Here’s some text (the Gettysburg Address). Our goal is to count how many times each word repeats.

gettysburg_address = """
Four score and seven years ago our fathers brought forth on this continent, 
a new nation, conceived in Liberty, and dedicated to the proposition that 
all men are created equal.

Now we are engaged in a great civil war, testing whether that nation, or 
any nation so conceived and so dedicated, can long endure. We are met on
a great battle-field of that war. We have come to dedicate a portion of
that field, as a final resting place for those who here gave their lives
that that nation might live. It is altogether fitting and proper that we
should do this.

But, in a larger sense, we can not dedicate -- we can not consecrate -- we
can not hallow -- this ground. The brave men, living and dead, who struggled
here, have consecrated it, far above our poor power to add or detract.  The
world will little note, nor long remember what we say here, but it can never
forget what they did here. It is for us the living, rather, to be dedicated
here to the unfinished work which they who fought here have thus far so nobly
advanced. It is rather for us to be here dedicated to the great task remaining
before us -- that from these honored dead we take increased devotion to that
cause for which they gave the last full measure of devotion -- that we here
highly resolve that these dead shall not have died in vain -- that this
nation, under God, shall have a new birth of freedom -- and that government
of the people, by the people, for the people, shall not perish from the earth.
"""

We’ve already seen the .split() method will, by default, split by spaces. Try this to count the number of words:

len(gettysburg_address.split())

Now, the next problem is that some of these still have punctuation. In particular, we see “.”, “,”, and “–”. When considering a word, we can get rid of these by using the replace() method. Try this here:

punctuation = [".", ",", "--"]
for p in punctuation:
    gettysburg_address = gettysburg_address.replace(p, "")
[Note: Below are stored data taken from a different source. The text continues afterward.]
use crate::error::ApiError;
use crate::AppState;
use api_shared::{ErrorRes, HealthRes, HealthService, StatusUpdateReq};
use axum::extract::{Path, Query, State};
use axum::response::Json;
use serde::Deserialize;
use serde_json::Value;
use triage_core::constants::DEFAULT_HISTORY_LIMIT;
use triage_core::store::{PatientDetails, PatientRecord, StoredCall};
use triage_core::{IngressResponse, LiveCall, WebhookEnvelope};
use utoipa::IntoParams;

const MAX_HISTORY_LIMIT: usize = 1000;

#[derive(Debug, Deserialize, IntoParams)]
#[into_params(parameter_in = Query)]
pub struct HistoryQuery {
    /// Maximum number of calls to return (default 100).
    pub limit: Option<usize>,
}

#[utoipa::path(
    get,
    path = "/health",
    responses(
        (status = 200, description = "Health check response", body = HealthRes)
    )
)]
/// Health check endpoint for monitoring and load balancers.
#[axum::debug_handler]
pub async fn health() -> Json<HealthRes> {
    Json(HealthService::check_health())
}

#[utoipa::path(
    post,
    path = "/webhook",
    responses(
        (status = 200, description = "`{\"ok\":true}`, or assistant overrides for an assistant-request"),
        (status = 400, description = "Body is not valid JSON")
    )
)]
/// Call-provider webhook.
///
/// Always acknowledges a parseable body, including one whose fields have unexpected types.
/// End-of-call processing continues after the response has been sent.
#[axum::debug_handler]
pub async fn webhook(
    State(state): State<AppState>,
    Json(body): Json<Value>,
) -> Json<IngressResponse> {
    let envelope = WebhookEnvelope::from_value(body);
    Json(state.webhooks.handle(envelope).await)
}

#[utoipa::path(
    get,
    path = "/calls/live",
    responses(
        (status = 200, description = "Calls in progress, oldest first", body = [LiveCall])
    )
)]
#[axum::debug_handler]
pub async fn live_calls(State(state): State<AppState>) -> Json<Vec<LiveCall>> {
    Json(state.registry.get_live())
}

#[utoipa::path(
    get,
    path = "/calls/history",
    params(HistoryQuery),
    responses(
        (status = 200, description = "Finished calls, newest first", body = [StoredCall]),
        (status = 500, description = "Internal server error", body = ErrorRes)
    )
)]
#[axum::debug_handler]
pub async fn call_history(
    State(state): State<AppState>,
    Query(query): Query<HistoryQuery>,
) -> Result<Json<Vec<StoredCall>>, ApiError> {
    let limit = query
        .limit
        .unwrap_or(DEFAULT_HISTORY_LIMIT)
        .clamp(1, MAX_HISTORY_LIMIT);
    Ok(Json(state.registry.store().list_calls(limit).await?))
}

#[utoipa::path(
    get,
    path = "/calls/{id}",
    params(("id" = String, Path, description = "Provider call id")),
    responses(
        (status = 200, description = "Persisted call", body = StoredCall),
        (status = 404, description = "Unknown call", body = ErrorRes)
    )
)]
#[axum::debug_handler]
pub async fn get_call(
    State(state): State<AppState>,
    Path(id): Path<String>,
) -> Result<Json<StoredCall>, ApiError> {
    state
        .registry
        .store()
        .get_call(&id)
        .await?
        .map(Json)
        .ok_or_else(|| ApiError::NotFound(format!("call {id} not found")))
}

#[utoipa::path(
    patch,
    path = "/calls/{id}",
    params(("id" = String, Path, description = "Provider call id")),
    request_body = StatusUpdateReq,
    responses(
        (status = 200, description = "Updated call", body = StoredCall),
        (status = 400, description = "Status is not Needs review, Escalated or Resolved", body = ErrorRes),
        (status = 404, description = "Unknown call", body = ErrorRes)
    )
)]
/// Sets the review status of a finished call.
#[axum::debug_handler]
pub async fn update_call_status(
    State(state): State<AppState>,
    Path(id): Path<String>,
    Json(req): Json<StatusUpdateReq>,
) -> Result<Json<StoredCall>, ApiError> {
    let status = req.parse().map_err(|_| {
        ApiError::BadRequest("status must be one of: Needs review, Escalated, Resolved".into())
    })?;
    let store = state.registry.store();
    if !store.update_call_status(&id, status).await? {
        return Err(ApiError::NotFound(format!("call {id} not found")));
    }
    tracing::info!(call_id = %id, %status, "call status updated");
    store
        .get_call(&id)
        .await?
        .map(Json)
        .ok_or_else(|| ApiError::NotFound(format!("call {id} not found")))
}

#[utoipa::path(
    post,
    path = "/calls/{id}/analyze",
    params(("id" = String, Path, description = "Provider call id")),
    responses(
        (status = 200, description = "Re-analyzed call", body = StoredCall),
        (status = 404, description = "Unknown call", body = ErrorRes),
        (status = 422, description = "Transcript too short to analyze", body = ErrorRes),
        (status = 503, description = "Analysis failed, try again", body = ErrorRes)
    )
)]
/// Runs enrichment again on the persisted transcript.
#[axum::debug_handler]
pub async fn analyze_call(
    State(state): State<AppState>,
    Path(id): Path<String>,
) -> Result<Json<StoredCall>, ApiError> {
    Ok(Json(state.registry.reanalyze(&id).await?))
}

#[utoipa::path(
    get,
    path = "/patients",
    responses(
        (status = 200, description = "Patients, most recent contact first", body = [PatientRecord]),
        (status = 500, description = "Internal server error", body = ErrorRes)
    )
)]
#[axum::debug_handler]
pub async fn list_patients(
    State(state): State<AppState>,
) -> Result<Json<Vec<PatientRecord>>, ApiError> {
    Ok(Json(state.registry.store().list_patients().await?))
}

#[utoipa::path(
    get,
    path = "/patients/{id}",
    params(("id" = String, Path, description = "Patient id")),
    responses(
        (status = 200, description = "Patient with recent encounters and timeline", body = PatientDetails),
        (status = 404, description = "Unknown patient", body = ErrorRes)
    )
)]
#[axum::debug_handler]
pub async fn get_patient(
    State(state): State<AppState>,
    Path(id): Path<String>,
) -> Result<Json<PatientDetails>, ApiError> {
    state
        .registry
        .store()
        .get_patient_details(&id)
        .await?
        .map(Json)
        .ok_or_else(|| ApiError::NotFound(format!("patient {id} not found")))
}
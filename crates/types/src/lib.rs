//! Validated value types shared across the triage workspace.
//!
//! Everything here is a closed vocabulary that crosses a wire boundary (webhook payloads, the
//! live dashboard stream, the store, collaborator output). Labels are the exact strings the
//! dashboard renders, so they are defined once and reused for serde, `Display` and `FromStr`.

/// Errors that can occur when creating validated text types.
#[derive(Debug, thiserror::Error, PartialEq, Eq)]
pub enum TextError {
    /// The input text was empty or contained only whitespace
    #[error("Text cannot be empty")]
    Empty,
    /// The input did not match any label of a closed vocabulary
    #[error("unknown {kind} label: {value:?}")]
    UnknownLabel { kind: &'static str, value: String },
}

/// A string type that guarantees non-empty content.
///
/// This type wraps a `String` and ensures it contains at least one non-whitespace character.
/// The input is automatically trimmed of leading and trailing whitespace during construction.
/// Transcript lines carry their text as `NonEmptyText`, so an empty utterance is
/// unrepresentable once it has passed the ingress boundary.
#[derive(Debug, Clone, PartialEq, Eq, Hash)]
pub struct NonEmptyText(String);

impl NonEmptyText {
    /// Creates a new `NonEmptyText` from the given input.
    ///
    /// # Returns
    ///
    /// Returns `Ok(NonEmptyText)` if the trimmed input is non-empty,
    /// or `Err(TextError::Empty)` if it's empty or contains only whitespace.
    pub fn new(input: impl AsRef<str>) -> Result<Self, TextError> {
        let trimmed = input.as_ref().trim();
        if trimmed.is_empty() {
            return Err(TextError::Empty);
        }
        Ok(Self(trimmed.to_owned()))
    }

    /// Returns the inner string as a string slice.
    pub fn as_str(&self) -> &str {
        &self.0
    }

    pub fn into_string(self) -> String {
        self.0
    }
}

impl std::fmt::Display for NonEmptyText {
    fn fmt(&self, f: &mut std::fmt::Formatter<'_>) -> std::fmt::Result {
        write!(f, "{}", self.0)
    }
}

impl AsRef<str> for NonEmptyText {
    fn as_ref(&self) -> &str {
        &self.0
    }
}

impl serde::Serialize for NonEmptyText {
    fn serialize<S>(&self, serializer: S) -> Result<S::Ok, S::Error>
    where
        S: serde::Serializer,
    {
        serializer.serialize_str(&self.0)
    }
}

impl<'de> serde::Deserialize<'de> for NonEmptyText {
    fn deserialize<D>(deserializer: D) -> Result<Self, D::Error>
    where
        D: serde::Deserializer<'de>,
    {
        let s = String::deserialize(deserializer)?;
        NonEmptyText::new(&s).map_err(serde::de::Error::custom)
    }
}

/// Declares a closed label vocabulary with matching serde, `Display` and `FromStr` impls.
macro_rules! labelled_enum {
    (
        $(#[$meta:meta])*
        pub enum $name:ident {
            $( $(#[$vmeta:meta])* $variant:ident => $label:literal ),+ $(,)?
        }
    ) => {
        $(#[$meta])*
        #[derive(
            Debug, Clone, Copy, PartialEq, Eq, Hash,
            serde::Serialize, serde::Deserialize, utoipa::ToSchema,
        )]
        pub enum $name {
            $( $(#[$vmeta])* #[serde(rename = $label)] $variant, )+
        }

        impl $name {
            /// Every variant, in declaration order.
            pub const ALL: &'static [$name] = &[$($name::$variant),+];

            /// The wire label of this variant.
            pub fn as_str(&self) -> &'static str {
                match self {
                    $( $name::$variant => $label, )+
                }
            }
        }

        impl std::fmt::Display for $name {
            fn fmt(&self, f: &mut std::fmt::Formatter<'_>) -> std::fmt::Result {
                f.write_str(self.as_str())
            }
        }

        impl std::str::FromStr for $name {
            type Err = TextError;

            fn from_str(s: &str) -> Result<Self, Self::Err> {
                match s {
                    $( $label => Ok($name::$variant), )+
                    other => Err(TextError::UnknownLabel {
                        kind: stringify!($name),
                        value: other.to_string(),
                    }),
                }
            }
        }
    };
}

labelled_enum! {
    /// Who said a transcript line.
    pub enum Speaker {
        Agent => "Agent",
        Caller => "Caller",
    }
}

impl Speaker {
    /// Maps a provider role to a speaker: `user` is the caller, every other role is the agent.
    pub fn from_role(role: &str) -> Self {
        if role == "user" {
            Speaker::Caller
        } else {
            Speaker::Agent
        }
    }
}

labelled_enum! {
    /// Urgency classification of a call or a patient.
    pub enum TriageLevel {
        High => "HIGH",
        Med => "MED",
        Low => "LOW",
    }
}

impl Default for TriageLevel {
    fn default() -> Self {
        TriageLevel::Med
    }
}

labelled_enum! {
    /// Status of a call record. `Live` only appears on stub rows; ended calls carry one of the
    /// three terminal statuses.
    pub enum CallStatus {
        Live => "Live",
        NeedsReview => "Needs review",
        Escalated => "Escalated",
        Resolved => "Resolved",
    }
}

impl CallStatus {
    /// Statuses an operator may assign to an ended call.
    pub const TERMINAL: &'static [CallStatus] = &[
        CallStatus::NeedsReview,
        CallStatus::Escalated,
        CallStatus::Resolved,
    ];

    pub fn is_terminal(&self) -> bool {
        !matches!(self, CallStatus::Live)
    }
}

impl Default for CallStatus {
    fn default() -> Self {
        CallStatus::NeedsReview
    }
}

labelled_enum! {
    pub enum PatientStatus {
        Critical => "Critical",
        Active => "Active",
        Stable => "Stable",
        FollowUpNeeded => "Follow-up needed",
    }
}

impl Default for PatientStatus {
    fn default() -> Self {
        PatientStatus::Active
    }
}

labelled_enum! {
    pub enum Sex {
        M => "M",
        F => "F",
    }
}

labelled_enum! {
    pub enum ConditionStatus {
        Active => "Active",
        Resolved => "Resolved",
        Chronic => "Chronic",
    }
}

impl Default for ConditionStatus {
    fn default() -> Self {
        ConditionStatus::Active
    }
}

labelled_enum! {
    /// Severity of a symptom reported during an encounter.
    pub enum Severity {
        Mild => "Mild",
        Moderate => "Moderate",
        Severe => "Severe",
    }
}

impl Default for Severity {
    fn default() -> Self {
        Severity::Moderate
    }
}
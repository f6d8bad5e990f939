//! Clinical list entries stored on patient records and encounters.

use serde::{Deserialize, Serialize};
use triage_types::{ConditionStatus, Severity};
use utoipa::ToSchema;

/// A diagnosed condition on a patient record.
#[derive(Debug, Clone, Default, PartialEq, Eq, Serialize, Deserialize, ToSchema)]
#[serde(rename_all = "camelCase")]
pub struct Condition {
    pub name: String,
    /// `YYYY-MM-DD`, or empty when unknown.
    #[serde(default)]
    pub diagnosed_date: String,
    #[serde(default)]
    pub status: ConditionStatus,
}

#[derive(Debug, Clone, Default, PartialEq, Eq, Serialize, Deserialize, ToSchema)]
#[serde(rename_all = "camelCase")]
pub struct Medication {
    pub name: String,
    #[serde(default)]
    pub dosage: String,
    #[serde(default)]
    pub frequency: String,
    #[serde(default)]
    pub started_date: String,
}

/// A symptom as reported during one encounter.
#[derive(Debug, Clone, Default, PartialEq, Eq, Serialize, Deserialize, ToSchema)]
#[serde(rename_all = "camelCase")]
pub struct EncounterSymptom {
    pub name: String,
    #[serde(default)]
    pub severity: Severity,
    #[serde(default)]
    pub onset: String,
    #[serde(default, skip_serializing_if = "Option::is_none")]
    pub notes: Option<String>,
}
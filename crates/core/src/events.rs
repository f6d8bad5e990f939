use crate::call::{AiSummary, CompletedCall, LiveCall};
use crate::transcript::TranscriptLine;
use serde::{Deserialize, Serialize};

/// Every mutation the registry publishes to dashboard viewers.
///
/// Serialized with an internal `type` tag so a viewer can dispatch on it directly.
#[derive(Debug, Clone, PartialEq, Serialize, Deserialize)]
#[serde(tag = "type", rename_all = "kebab-case")]
pub enum LiveCallEvent {
    /// Snapshot sent once to every newly connected viewer.
    #[serde(rename_all = "camelCase")]
    FullState {
        calls: Vec<LiveCall>,
        completed_calls: Vec<CompletedCall>,
    },
    CallStarted { call: LiveCall },
    /// A single appended line.
    #[serde(rename_all = "camelCase")]
    Transcript { call_id: String, line: TranscriptLine },
    /// The whole transcript after reconciliation.
    #[serde(rename_all = "camelCase")]
    TranscriptSync {
        call_id: String,
        transcript: Vec<TranscriptLine>,
    },
    #[serde(rename_all = "camelCase")]
    AiSummary { call_id: String, summary: AiSummary },
    #[serde(rename_all = "camelCase")]
    CallEnded { call_id: String, ended_reason: String },
    CallCompleted { call: CompletedCall },
}

impl LiveCallEvent {
    /// The wire name of the event, for logging.
    pub fn kind(&self) -> &'static str {
        match self {
            LiveCallEvent::FullState { .. } => "full-state",
            LiveCallEvent::CallStarted { .. } => "call-started",
            LiveCallEvent::Transcript { .. } => "transcript",
            LiveCallEvent::TranscriptSync { .. } => "transcript-sync",
            LiveCallEvent::AiSummary { .. } => "ai-summary",
            LiveCallEvent::CallEnded { .. } => "call-ended",
            LiveCallEvent::CallCompleted { .. } => "call-completed",
        }
    }

    /// The call this event is about, if it is about a single call.
    pub fn call_id(&self) -> Option<&str> {
        match self {
            LiveCallEvent::FullState { .. } => None,
            LiveCallEvent::CallStarted { call } => Some(&call.id),
            LiveCallEvent::CallCompleted { call } => Some(&call.id),
            LiveCallEvent::Transcript { call_id, .. }
            | LiveCallEvent::TranscriptSync { call_id, .. }
            | LiveCallEvent::AiSummary { call_id, .. }
            | LiveCallEvent::CallEnded { call_id, .. } => Some(call_id),
        }
    }
}

#[cfg(test)]
mod tests {
    use super::*;
    use chrono::Utc;
    use triage_types::{NonEmptyText, Speaker};

    #[test]
    fn events_serialize_with_kebab_case_tag_and_camel_case_fields() {
        let event = LiveCallEvent::CallEnded {
            call_id: "c1".into(),
            ended_reason: "customer-ended-call".into(),
        };
        let json = serde_json::to_value(&event).unwrap();
        assert_eq!(json["type"], "call-ended");
        assert_eq!(json["callId"], "c1");
        assert_eq!(json["endedReason"], "customer-ended-call");

        let event = LiveCallEvent::FullState {
            calls: vec![LiveCall::new("c2", "+1", Utc::now())],
            completed_calls: vec![],
        };
        let json = serde_json::to_value(&event).unwrap();
        assert_eq!(json["type"], "full-state");
        assert_eq!(json["calls"][0]["phoneNumber"], "+1");
        assert!(json["completedCalls"].as_array().unwrap().is_empty());
    }

    #[test]
    fn kind_matches_serialized_tag() {
        let line = TranscriptLine::new("0:05", Speaker::Caller, NonEmptyText::new("hi").unwrap());
        let events = vec![
            LiveCallEvent::Transcript {
                call_id: "c1".into(),
                line: line.clone(),
            },
            LiveCallEvent::TranscriptSync {
                call_id: "c1".into(),
                transcript: vec![line],
            },
            LiveCallEvent::AiSummary {
                call_id: "c1".into(),
                summary: AiSummary::default(),
            },
        ];
        for event in events {
            let json = serde_json::to_value(&event).unwrap();
            assert_eq!(json["type"], event.kind());
            assert_eq!(event.call_id(), Some("c1"));
        }
    }
}
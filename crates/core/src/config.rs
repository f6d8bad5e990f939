//! Engine runtime configuration.
//!
//! Configuration is resolved once at process startup and then passed into the registry, the
//! finalization pipeline and the ingress router. Nothing in this crate reads environment
//! variables while handling a webhook; the helpers at the bottom of this module turn the raw
//! optional strings the binary reads into validated values.

use crate::constants::{
    DEFAULT_AGENT_ID, DEFAULT_BROADCAST_CAPACITY, DEFAULT_COMPLETED_RETENTION,
    DEFAULT_ENRICHMENT_TIMEOUT, DEFAULT_ESCALATION_REASON_PATTERN,
    DEFAULT_ESCALATION_TRANSCRIPT_PATTERN, DEFAULT_REPORT_GRACE,
};
use crate::{TriageError, TriageResult};
use regex::{Regex, RegexBuilder};
use std::time::Duration;
use triage_types::NonEmptyText;

/// Keyword rules that mark a call as escalated (transferred to a human).
///
/// The default vocabulary is illustrative rather than authoritative, which is why both patterns
/// can be replaced from configuration.
#[derive(Clone, Debug)]
pub struct EscalationRules {
    ended_reason: Regex,
    transcript: Regex,
}

impl EscalationRules {
    /// Compiles both patterns case-insensitively.
    ///
    /// # Errors
    ///
    /// Returns `TriageError::EscalationPattern` if either pattern is not a valid regex.
    pub fn new(ended_reason: &str, transcript: &str) -> TriageResult<Self> {
        Ok(Self {
            ended_reason: RegexBuilder::new(ended_reason)
                .case_insensitive(true)
                .build()?,
            transcript: RegexBuilder::new(transcript)
                .case_insensitive(true)
                .build()?,
        })
    }

    /// True when the ended reason or any transcript text matches the transfer vocabulary.
    pub fn is_escalation<'a>(
        &self,
        ended_reason: &str,
        transcript: impl IntoIterator<Item = &'a str>,
    ) -> bool {
        if self.ended_reason.is_match(ended_reason) {
            return true;
        }
        let text = transcript
            .into_iter()
            .collect::<Vec<_>>()
            .join(" ")
            .to_lowercase();
        self.transcript.is_match(&text)
    }

    /// The built-in transfer vocabulary.
    ///
    /// # Errors
    ///
    /// Returns `TriageError::EscalationPattern` if the built-in patterns fail to compile.
    pub fn standard() -> TriageResult<Self> {
        Self::new(
            DEFAULT_ESCALATION_REASON_PATTERN,
            DEFAULT_ESCALATION_TRANSCRIPT_PATTERN,
        )
    }
}

/// Engine configuration resolved at startup.
#[derive(Clone, Debug)]
pub struct EngineConfig {
    escalation: EscalationRules,
    enrichment_timeout: Duration,
    live_summary_interval: usize,
    broadcast_capacity: usize,
    report_grace: Duration,
    completed_retention: usize,
    agent_id: NonEmptyText,
    assistant_id: Option<String>,
}

impl EngineConfig {
    /// Create a new `EngineConfig`.
    ///
    /// # Errors
    ///
    /// Returns `TriageError::InvalidConfig` if the enrichment timeout is zero or the agent id
    /// is blank.
    pub fn new(
        escalation: EscalationRules,
        enrichment_timeout: Duration,
        agent_id: &str,
    ) -> TriageResult<Self> {
        if enrichment_timeout.is_zero() {
            return Err(TriageError::InvalidConfig {
                key: "enrichment_timeout",
                message: "must be greater than zero".into(),
            });
        }
        let agent_id = NonEmptyText::new(agent_id).map_err(|_| TriageError::InvalidConfig {
            key: "agent_id",
            message: "cannot be empty".into(),
        })?;

        Ok(Self {
            escalation,
            enrichment_timeout,
            live_summary_interval: 0,
            broadcast_capacity: DEFAULT_BROADCAST_CAPACITY,
            report_grace: DEFAULT_REPORT_GRACE,
            completed_retention: DEFAULT_COMPLETED_RETENTION,
            agent_id,
            assistant_id: None,
        })
    }

    /// Configuration with every built-in default.
    ///
    /// # Errors
    ///
    /// Propagates any error from [`EscalationRules::standard`] or [`EngineConfig::new`].
    pub fn standard() -> TriageResult<Self> {
        Self::new(
            EscalationRules::standard()?,
            DEFAULT_ENRICHMENT_TIMEOUT,
            DEFAULT_AGENT_ID,
        )
    }

    /// Enables live summaries every `lines` new transcript lines (0 disables them).
    pub fn with_live_summary_interval(mut self, lines: usize) -> Self {
        self.live_summary_interval = lines;
        self
    }

    pub fn with_broadcast_capacity(mut self, capacity: usize) -> TriageResult<Self> {
        if capacity == 0 {
            return Err(TriageError::InvalidConfig {
                key: "broadcast_capacity",
                message: "must be at least 1".into(),
            });
        }
        self.broadcast_capacity = capacity;
        Ok(self)
    }

    /// How long a call ended by a status update waits for the end-of-call report before it is
    /// finalized from in-memory data alone.
    pub fn with_report_grace(mut self, grace: Duration) -> Self {
        self.report_grace = grace;
        self
    }

    /// Caps the completed calls kept in memory (and sent in every `full-state` snapshot).
    ///
    /// # Errors
    ///
    /// Returns `TriageError::InvalidConfig` for zero.
    pub fn with_completed_retention(mut self, calls: usize) -> TriageResult<Self> {
        if calls == 0 {
            return Err(TriageError::InvalidConfig {
                key: "completed_retention",
                message: "must be at least 1".into(),
            });
        }
        self.completed_retention = calls;
        Ok(self)
    }

    pub fn with_assistant_id(mut self, assistant_id: Option<String>) -> Self {
        self.assistant_id = assistant_id.filter(|id| !id.trim().is_empty());
        self
    }

    pub fn escalation(&self) -> &EscalationRules {
        &self.escalation
    }

    pub fn enrichment_timeout(&self) -> Duration {
        self.enrichment_timeout
    }

    pub fn live_summary_interval(&self) -> usize {
        self.live_summary_interval
    }

    pub fn broadcast_capacity(&self) -> usize {
        self.broadcast_capacity
    }

    pub fn report_grace(&self) -> Duration {
        self.report_grace
    }

    pub fn completed_retention(&self) -> usize {
        self.completed_retention
    }

    pub fn agent_id(&self) -> &str {
        self.agent_id.as_str()
    }

    pub fn assistant_id(&self) -> Option<&str> {
        self.assistant_id.as_deref()
    }
}

fn non_blank(value: Option<String>) -> Option<String> {
    value
        .map(|v| v.trim().to_string())
        .filter(|v| !v.is_empty())
}

/// Parse a whole number of seconds from an optional string value.
///
/// If `value` is `None` or empty/whitespace, returns `default`.
///
/// # Errors
///
/// Returns `TriageError::InvalidConfig` naming `key` when the value is not a whole number.
pub fn duration_from_env_value(
    key: &'static str,
    value: Option<String>,
    default: Duration,
) -> TriageResult<Duration> {
    match non_blank(value) {
        None => Ok(default),
        Some(v) => v
            .parse::<u64>()
            .map(Duration::from_secs)
            .map_err(|e| TriageError::InvalidConfig {
                key,
                message: format!("{v:?} is not a number of seconds: {e}"),
            }),
    }
}

/// Parse a count from an optional string value, defaulting when absent or blank.
pub fn usize_from_env_value(
    key: &'static str,
    value: Option<String>,
    default: usize,
) -> TriageResult<usize> {
    match non_blank(value) {
        None => Ok(default),
        Some(v) => v.parse::<usize>().map_err(|e| TriageError::InvalidConfig {
            key,
            message: format!("{v:?} is not a count: {e}"),
        }),
    }
}

/// Build escalation rules from optional pattern overrides.
///
/// # Returns
///
/// Rules built from the overrides, with the built-in pattern standing in for any override
/// that is absent or blank.
pub fn escalation_rules_from_env_values(
    ended_reason: Option<String>,
    transcript: Option<String>,
) -> TriageResult<EscalationRules> {
    let ended_reason =
        non_blank(ended_reason).unwrap_or_else(|| DEFAULT_ESCALATION_REASON_PATTERN.to_string());
    let transcript = non_blank(transcript)
        .unwrap_or_else(|| DEFAULT_ESCALATION_TRANSCRIPT_PATTERN.to_string());
    EscalationRules::new(&ended_reason, &transcript)
}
Another problem is case—we want to count ‘but’ and ‘But’ as the same. Use the lower() method that can be used to covert this string:

gettysburg_address = gettysburg_address.lower()

gettysburg_address

'\nfour score and seven years ago our fathers brought forth on this continent \na new nation conceived in liberty and dedicated to the proposition that \nall men are created equal\n\nnow we are engaged in a great civil war testing whether that nation or \nany nation so conceived and so dedicated can long endure we are met on\na great battle-field of that war we have come to dedicate a portion of\nthat field as a final resting place for those who here gave their lives\nthat that nation might live it is altogether fitting and proper that we\nshould do this\n\nbut in a larger sense we can not dedicate  we can not consecrate  we\ncan not hallow  this ground the brave men living and dead who struggled\nhere have consecrated it far above our poor power to add or detract  the\nworld will little note nor long remember what we say here but it can never\nforget what they did here it is for us the living rather to be dedicated\nhere to the unfinished work which they who fought here have thus far so nobly\nadvanced it is rather for us to be here dedicated to the great task remaining\nbefore us  that from these honored dead we take increased devotion to that\ncause for which they gave the last full measure of devotion  that we here\nhighly resolve that these dead shall not have died in vain  that this\nnation under god shall have a new birth of freedom  and that government\nof the people by the people for the people shall not perish from the earth\n'

Create a dictionary that uses the unique words as keys and has as a value the number of times that word appears. Write a loop over the words in the string (using our split version) and do the following:

remove any punctuation
convert to lowercase
test if the word is already a key in the dictionary (using the in operator)
- if the key exists, increment the word count for that key
- otherwise, add it to the dictionary with the appropiate count of 1.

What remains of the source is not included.